Because of its bitter taste, lingzhi is traditionally prepared as a hot water extract product for use in folk medicine. Thinly sliced or pulverized lingzhi (either fresh or dried) is added to boiling water which is then reduced to a simmer, covered, and left for 2 hours. The resulting liquid is dark and fairly bitter in taste. The red lingzhi is often more bitter than the black. The process is sometimes repeated to increase the concentration. Alternatively, it can be used as an ingredient in a formula decoction, or used to make an extract (in liquid, capsule, or powder form).
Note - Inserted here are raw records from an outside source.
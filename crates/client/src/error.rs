use crate::approval::GrantedApproval;
use dex_data::AddressBookError;
use dex_domain::error::ParseError;
use dex_domain::token::TokenAmount;
use dex_protocols::error::ChainError;
use thiserror::Error;

/// Failures surfaced by [`DexClient`](crate::client::DexClient) operations.
#[derive(Debug, Error)]
pub enum ClientError {
    /// A user-entered amount or tolerance could not be parsed.
    #[error("invalid input: {0}")]
    Parse(#[from] ParseError),

    /// The pool could not price the request.
    #[error("quote unavailable: {0}")]
    QuoteUnavailable(String),

    /// A state or metadata read failed. Cached state is left as it was.
    #[error("pool state unavailable: {0}")]
    StateUnavailable(#[source] ChainError),

    /// An approval was rejected; the action was never submitted.
    #[error("approval of {symbol} failed: {source}")]
    ApprovalFailed {
        symbol: String,
        /// Approvals that went through before the failing one.
        granted: Vec<GrantedApproval>,
        #[source]
        source: ChainError,
    },

    /// Approvals succeeded but the action itself failed.
    ///
    /// Granted allowances are not revoked.
    #[error("{action} failed after {} approval(s): {source}", .approvals.len())]
    ActionFailed {
        action: &'static str,
        approvals: Vec<GrantedApproval>,
        #[source]
        source: ChainError,
    },

    /// The wallet exposes no account.
    #[error("no wallet account connected")]
    NotConnected,

    /// Removal of more shares than the account holds.
    #[error("requested {requested} liquidity shares but only {held} are held")]
    InsufficientShares {
        requested: TokenAmount,
        held: TokenAmount,
    },
}

/// Invalid client configuration.
#[derive(Debug, Error)]
pub enum ConfigError {
    #[error("{var}={value:?} is invalid: {reason}")]
    InvalidVar {
        var: &'static str,
        value: String,
        reason: String,
    },

    #[error(transparent)]
    AddressBook(#[from] AddressBookError),
}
Lingzhi is commercially manufactured and sold. Since the early 1970s, most lingzhi is cultivated. Lingzhi can grow on substrates such as sawdust, grain, and wood logs. After formation of the fruiting body, lingzhi is most commonly harvested, dried, ground, and processed into tablets or capsules to be directly ingested or made into tea or soup. Other lingzhi products include processed fungal mycelia or spores. Lingzhi is also used to create mycelium bricks, mycelium furniture, and leather-like products.